### Exercise
Transcribe the entries below without alteration.

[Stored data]
━━━━━━━━━━

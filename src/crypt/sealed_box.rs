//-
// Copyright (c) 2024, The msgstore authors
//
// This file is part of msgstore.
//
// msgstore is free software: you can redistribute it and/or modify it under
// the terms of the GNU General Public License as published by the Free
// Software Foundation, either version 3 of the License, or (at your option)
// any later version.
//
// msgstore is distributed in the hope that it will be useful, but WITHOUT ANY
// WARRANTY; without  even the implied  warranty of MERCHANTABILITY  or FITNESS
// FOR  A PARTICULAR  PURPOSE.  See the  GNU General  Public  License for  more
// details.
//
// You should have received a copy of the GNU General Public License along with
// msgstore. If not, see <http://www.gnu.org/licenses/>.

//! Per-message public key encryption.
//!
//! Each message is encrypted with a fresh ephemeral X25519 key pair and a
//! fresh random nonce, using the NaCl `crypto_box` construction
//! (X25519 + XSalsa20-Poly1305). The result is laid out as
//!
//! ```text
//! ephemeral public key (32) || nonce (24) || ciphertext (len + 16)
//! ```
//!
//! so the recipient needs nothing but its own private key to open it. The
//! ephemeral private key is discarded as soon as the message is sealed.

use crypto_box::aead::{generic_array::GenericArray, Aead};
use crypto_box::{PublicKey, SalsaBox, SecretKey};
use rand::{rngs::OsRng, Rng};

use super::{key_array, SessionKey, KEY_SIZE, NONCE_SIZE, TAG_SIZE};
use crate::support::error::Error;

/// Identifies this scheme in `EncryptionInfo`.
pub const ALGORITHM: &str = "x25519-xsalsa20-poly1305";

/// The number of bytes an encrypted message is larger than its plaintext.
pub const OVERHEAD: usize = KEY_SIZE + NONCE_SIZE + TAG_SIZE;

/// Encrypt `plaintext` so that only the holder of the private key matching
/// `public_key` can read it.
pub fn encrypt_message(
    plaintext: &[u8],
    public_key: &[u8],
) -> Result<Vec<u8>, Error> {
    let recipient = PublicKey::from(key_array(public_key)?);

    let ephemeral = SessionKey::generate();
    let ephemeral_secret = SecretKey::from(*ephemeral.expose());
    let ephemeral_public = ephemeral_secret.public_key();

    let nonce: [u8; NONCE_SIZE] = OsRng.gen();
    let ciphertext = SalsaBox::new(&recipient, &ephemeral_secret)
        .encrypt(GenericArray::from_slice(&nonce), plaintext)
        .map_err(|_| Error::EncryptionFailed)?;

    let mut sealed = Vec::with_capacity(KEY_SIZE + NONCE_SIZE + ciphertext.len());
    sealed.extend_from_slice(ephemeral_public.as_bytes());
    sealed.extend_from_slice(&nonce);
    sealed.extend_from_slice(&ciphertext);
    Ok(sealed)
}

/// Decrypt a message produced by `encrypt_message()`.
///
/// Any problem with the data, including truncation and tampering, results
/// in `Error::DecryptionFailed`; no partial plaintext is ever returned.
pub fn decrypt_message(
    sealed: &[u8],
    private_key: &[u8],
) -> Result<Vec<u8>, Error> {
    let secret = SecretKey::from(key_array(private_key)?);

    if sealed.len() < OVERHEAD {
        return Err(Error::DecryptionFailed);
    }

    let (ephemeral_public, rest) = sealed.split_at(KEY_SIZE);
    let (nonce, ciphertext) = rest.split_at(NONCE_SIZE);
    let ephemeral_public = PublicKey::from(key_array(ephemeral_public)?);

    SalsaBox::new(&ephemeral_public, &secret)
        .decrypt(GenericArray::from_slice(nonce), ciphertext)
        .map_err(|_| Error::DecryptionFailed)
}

━━━━━━━━━━

### Completed task
filename src/crypt/sealed_box.rs
//-
// Copyright (c) 2024, The msgstore authors
//
// This file is part of msgstore.
//
// msgstore is free software: you can redistribute it and/or modify it under
// the terms of the GNU General Public License as published by the Free
// Software Foundation, either version 3 of the License, or (at your option)
// any later version.
//
// msgstore is distributed in the hope that it will be useful, but WITHOUT ANY
// WARRANTY; without  even the implied  warranty of MERCHANTABILITY  or FITNESS
// FOR  A PARTICULAR  PURPOSE.  See the  GNU General  Public  License for  more
// details.
//
// You should have received a copy of the GNU General Public License along with
// msgstore. If not, see <http://www.gnu.org/licenses/>.

//! Per-message public key encryption.
//!
//! Each message is encrypted with a fresh ephemeral X25519 key pair and a
//! fresh random nonce, using the NaCl `crypto_box` construction
//! (X25519 + XSalsa20-Poly1305). The result is laid out as
//!
//! ```text
//! ephemeral public key (32) || nonce (24) || ciphertext (len + 16)
//! ```
//!
//! so the recipient needs nothing but its own private key to open it. The
//! ephemeral private key is discarded as soon as the message is sealed.

use crypto_box::aead::{generic_array::GenericArray, Aead};
use crypto_box::{PublicKey, SalsaBox, SecretKey};
use rand::{rngs::OsRng, Rng};

use super::{key_array, SessionKey, KEY_SIZE, NONCE_SIZE, TAG_SIZE};
use crate::support::error::Error;

/// Identifies this scheme in `EncryptionInfo`.
pub const ALGORITHM: &str = "x25519-xsalsa20-poly1305";

/// The number of bytes an encrypted message is larger than its plaintext.
pub const OVERHEAD: usize = KEY_SIZE + NONCE_SIZE + TAG_SIZE;

/// Encrypt `plaintext` so that only the holder of the private key matching
/// `public_key` can read it.
pub fn encrypt_message(
    plaintext: &[u8],
    public_key: &[u8],
) -> Result<Vec<u8>, Error> {
    let recipient = PublicKey::from(key_array(public_key)?);

    let ephemeral = SessionKey::generate();
    let ephemeral_secret = SecretKey::from(*ephemeral.expose());
    let ephemeral_public = ephemeral_secret.public_key();

    let nonce: [u8; NONCE_SIZE] = OsRng.gen();
    let ciphertext = SalsaBox::new(&recipient, &ephemeral_secret)
        .encrypt(GenericArray::from_slice(&nonce), plaintext)
        .map_err(|_| Error::EncryptionFailed)?;

    let mut sealed = Vec::with_capacity(KEY_SIZE + NONCE_SIZE + ciphertext.len());
    sealed.extend_from_slice(ephemeral_public.as_bytes());
    sealed.extend_from_slice(&nonce);
    sealed.extend_from_slice(&ciphertext);
    Ok(sealed)
}

/// Decrypt a message produced by `encrypt_message()`.
///
/// Any problem with the data, including truncation and tampering, results
/// in `Error::DecryptionFailed`; no partial plaintext is ever returned.
pub fn decrypt_message(
    sealed: &[u8],
    private_key: &[u8],
) -> Result<Vec<u8>, Error> {
    let secret = SecretKey::from(key_array(private_key)?);

    if sealed.len() < OVERHEAD {
        return Err(Error::DecryptionFailed);
    }

    let (ephemeral_public, rest) = sealed.split_at(KEY_SIZE);
    let (nonce, ciphertext) = rest.split_at(NONCE_SIZE);
    let ephemeral_public = PublicKey::from(key_array(ephemeral_public)?);

    SalsaBox::new(&ephemeral_public, &secret)
        .decrypt(GenericArray::from_slice(nonce), ciphertext)
        .map_err(|_| Error::DecryptionFailed)
}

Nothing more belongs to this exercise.